Engineering the Production of Medicinal Natural Products from Plant Tissue Cultures | AIChE

Engineering the Production of Medicinal Natural Products from Plant Tissue Cultures

Authors 

Lee-Parsons, C. - Presenter, Northeastern University
Plants have developed elaborate mechanisms for responding rapidly and specifically to changes in their environment. For instance, in response to attack by pathogens, insects, or herbivores, plants strategically redirect their metabolic resources from growth and development towards the production of defense-related specialized metabolites. This induction of specialized metabolism is also carefully controlled to limit the costly expenditure of resources. The overall vision of our research is to elucidate how plants rapidly and efficiently coordinate and control this defense response. Our model system for studying the regulation of defense-related specialized metabolism is the Madagascar periwinkle or the Catharanthus roseus. We chose C. roseus since it produces medicinally-valuable terpenoid indole alkaloids (TIAs) upon herbivory and deploys sophisticated mechanisms for the transcriptional regulation of TIA biosynthesis.

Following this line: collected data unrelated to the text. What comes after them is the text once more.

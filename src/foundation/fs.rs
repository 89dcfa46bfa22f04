use std::path::Path;

use anyhow::Context as _;

use crate::foundation::error::ShaderResult;

/// Create `dir` and any missing parents. Succeeds if it already exists.
pub fn ensure_dir(dir: &Path) -> ShaderResult<()> {
    std::fs::create_dir_all(dir)
        .with_context(|| format!("failed to create directory '{}'", dir.display()))?;
    Ok(())
}

/// Create the parent directory of `path`, if it has one.
pub fn ensure_parent_dir(path: &Path) -> ShaderResult<()> {
    match path.parent() {
        Some(parent) if !parent.as_os_str().is_empty() => ensure_dir(parent),
        _ => Ok(()),
    }
}
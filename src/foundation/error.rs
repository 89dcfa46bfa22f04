use std::path::PathBuf;

/// Convenience result type used across xshader.
pub type ShaderResult<T> = Result<T, ShaderError>;

/// Errors that stop a run before (or instead of) compiling any shader.
///
/// Per-unit failures (missing source file, compiler crash, non-zero exit) are not errors
/// at this level; they are recorded as [`crate::OutcomeStatus`] values so the batch can
/// keep going.
#[derive(thiserror::Error, Debug)]
pub enum ShaderError {
    /// The manifest file could not be opened or read.
    #[error("manifest not found: '{}': {source}", path.display())]
    ManifestNotFound {
        /// Path that was requested.
        path: PathBuf,
        /// Underlying IO error.
        #[source]
        source: std::io::Error,
    },

    /// The manifest is not valid JSON, or a field has the wrong type.
    #[error("manifest parse error: {0}")]
    ManifestParse(#[from] serde_json::Error),

    /// A required manifest field is absent. Carries the dotted field path.
    #[error("missing required field '{0}'")]
    MissingField(String),

    /// The manifest parsed but breaks a semantic rule (shader model, shader names).
    #[error("invalid manifest: {0}")]
    InvalidManifest(String),

    /// The configured shader source directory does not exist.
    #[error("source directory does not exist: '{}'", .0.display())]
    SourceDirectoryMissing(PathBuf),

    /// Wrapped lower-level error from dependencies or IO.
    #[error(transparent)]
    Other(#[from] anyhow::Error),
}

impl ShaderError {
    /// Build a [`ShaderError::MissingField`] value.
    pub fn missing_field(field: impl Into<String>) -> Self {
        Self::MissingField(field.into())
    }

    /// Build a [`ShaderError::InvalidManifest`] value.
    pub fn invalid(msg: impl Into<String>) -> Self {
        Self::InvalidManifest(msg.into())
    }
}

#[cfg(test)]
#[path = "../../tests/unit/foundation/error.rs"]
mod tests;
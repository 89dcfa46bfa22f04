use std::ffi::OsString;
use std::fmt;
use std::path::PathBuf;

use crate::manifest::model::{ShaderDescriptor, ShaderManifest};

/// Extension of compiled shader artifacts.
pub const ARTIFACT_EXTENSION: &str = "xs";
/// Extension of generated C headers.
pub const HEADER_EXTENSION: &str = "h";

/// Pipeline stage a single compiler invocation targets.
#[derive(Clone, Copy, Debug, PartialEq, Eq, Hash)]
pub enum Stage {
    /// Vertex shader (`vs`, `VS_Main`).
    Vertex,
    /// Pixel shader (`ps`, `PS_Main`).
    Pixel,
    /// Compute shader (`cs`, `CS_Main`).
    Compute,
}

impl Stage {
    /// Short tag used in artifact names and symbols (`VS`, `PS`, `CS`).
    pub fn tag(self) -> &'static str {
        match self {
            Self::Vertex => "VS",
            Self::Pixel => "PS",
            Self::Compute => "CS",
        }
    }

    /// Entry-point function the compiler is told to compile.
    pub fn entry_point(self) -> &'static str {
        match self {
            Self::Vertex => "VS_Main",
            Self::Pixel => "PS_Main",
            Self::Compute => "CS_Main",
        }
    }

    /// Target profile for `shader_model`, e.g. `vs_5_0`.
    pub fn profile(self, shader_model: u32) -> String {
        let prefix = match self {
            Self::Vertex => "vs",
            Self::Pixel => "ps",
            Self::Compute => "cs",
        };
        format!("{prefix}_{shader_model}_0")
    }
}

impl fmt::Display for Stage {
    fn fmt(&self, f: &mut fmt::Formatter<'_>) -> fmt::Result {
        f.write_str(self.tag())
    }
}

/// Build configuration; selects optimisation and debug-info flags.
#[derive(Clone, Copy, Debug, Default, PartialEq, Eq)]
pub enum BuildConfig {
    /// Debug info, optimisations off.
    #[default]
    Debug,
    /// Full optimisation.
    Release,
    /// Full optimisation with debug and reflection data stripped.
    Dist,
}

impl BuildConfig {
    /// Extra compiler flags for this configuration, placed after the entry point.
    pub fn compiler_flags(self) -> &'static [&'static str] {
        match self {
            Self::Debug => &["/Zi", "/Od"],
            Self::Release => &["/O3"],
            Self::Dist => &["/O3", "/Qstrip_debug", "/Qstrip_reflect"],
        }
    }
}

impl fmt::Display for BuildConfig {
    fn fmt(&self, f: &mut fmt::Formatter<'_>) -> fmt::Result {
        f.write_str(match self {
            Self::Debug => "debug",
            Self::Release => "release",
            Self::Dist => "dist",
        })
    }
}

/// One fully resolved compiler invocation request.
#[derive(Clone, Debug, PartialEq, Eq)]
pub struct CompileUnit {
    /// Manifest name of the shader.
    pub shader: String,
    /// Stage being compiled.
    pub stage: Stage,
    /// Absolute source path.
    pub source: PathBuf,
    /// Compiled artifact path, `{output}/{name}_{stage}.xs`.
    pub output: PathBuf,
    /// Generated header path, `{headerOutput}/{name}_{stage}.h`, when headers are on.
    pub header: Option<PathBuf>,
    /// Target profile, e.g. `ps_5_0`.
    pub profile: String,
    /// Entry-point symbol.
    pub entry_point: &'static str,
    /// Byte-array symbol in the generated header, `k{name}_{stage}Bytes`.
    pub symbol: String,
}

impl CompileUnit {
    /// Derive the unit compiling `shader` for `stage` under `manifest`.
    pub fn new(manifest: &ShaderManifest, shader: &ShaderDescriptor, stage: Stage) -> Self {
        let stem = artifact_stem(&shader.name, stage);
        Self {
            shader: shader.name.clone(),
            stage,
            source: manifest.source_dir.join(&shader.source),
            output: manifest
                .output_dir
                .join(format!("{stem}.{ARTIFACT_EXTENSION}")),
            header: manifest
                .header_output_dir
                .as_ref()
                .map(|dir| dir.join(format!("{stem}.{HEADER_EXTENSION}"))),
            profile: stage.profile(manifest.shader_model),
            entry_point: stage.entry_point(),
            symbol: format!("k{stem}Bytes"),
        }
    }

    /// `{name}_{stage}`, used in progress and failure reports.
    pub fn label(&self) -> String {
        artifact_stem(&self.shader, self.stage)
    }

    /// Compiler arguments in FXC order:
    /// `/T <profile> /E <entry> [config flags] /Fo <out> [/Fh <header> /Vn <symbol>] <source>`.
    pub fn compiler_args(&self, config: BuildConfig) -> Vec<OsString> {
        let mut args: Vec<OsString> = vec![
            "/T".into(),
            self.profile.clone().into(),
            "/E".into(),
            self.entry_point.into(),
        ];
        args.extend(config.compiler_flags().iter().map(OsString::from));
        args.push("/Fo".into());
        args.push(self.output.clone().into_os_string());
        if let Some(header) = &self.header {
            args.push("/Fh".into());
            args.push(header.clone().into_os_string());
            args.push("/Vn".into());
            args.push(self.symbol.clone().into());
        }
        args.push(self.source.clone().into_os_string());
        args
    }
}

/// `{name}_{stage}`: the shared stem of artifact, header and symbol names.
pub fn artifact_stem(name: &str, stage: Stage) -> String {
    format!("{name}_{}", stage.tag())
}

/// Every unit a full build of `manifest` compiles, in invocation order.
pub fn derive_units(manifest: &ShaderManifest) -> Vec<CompileUnit> {
    manifest
        .shaders()
        .flat_map(|(kind, shader)| {
            kind.stages()
                .iter()
                .map(move |&stage| CompileUnit::new(manifest, shader, stage))
        })
        .collect()
}

#[cfg(test)]
#[path = "../../tests/unit/compile/unit.rs"]
mod tests;
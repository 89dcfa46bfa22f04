pub(crate) mod error;
pub(crate) mod fs;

TIA biosynthesis consists of ~30 enzymatic steps distributed across multiple cell types. The regulation of TIA biosynthesis is similarly complex as multiple transcription factors are required to coordinate the expression of multiple branches of the TIA pathway. This network is difficult to dissect since activators (like MYC2) not only induce the expression of the TIA pathway genes but also that of repressors (like JAZ). In the case of MYC2, its role in the regulatory network was obscured by JAZ until recently. Similarly, other relationships are likely masked by repressors since the overexpression of activators alone had a limited effect on TIA accumulation. In this talk, I will present the role of repressors in the regulatory network and how we can devise strategies to reprogram the regulation to enhance specialized metabolism.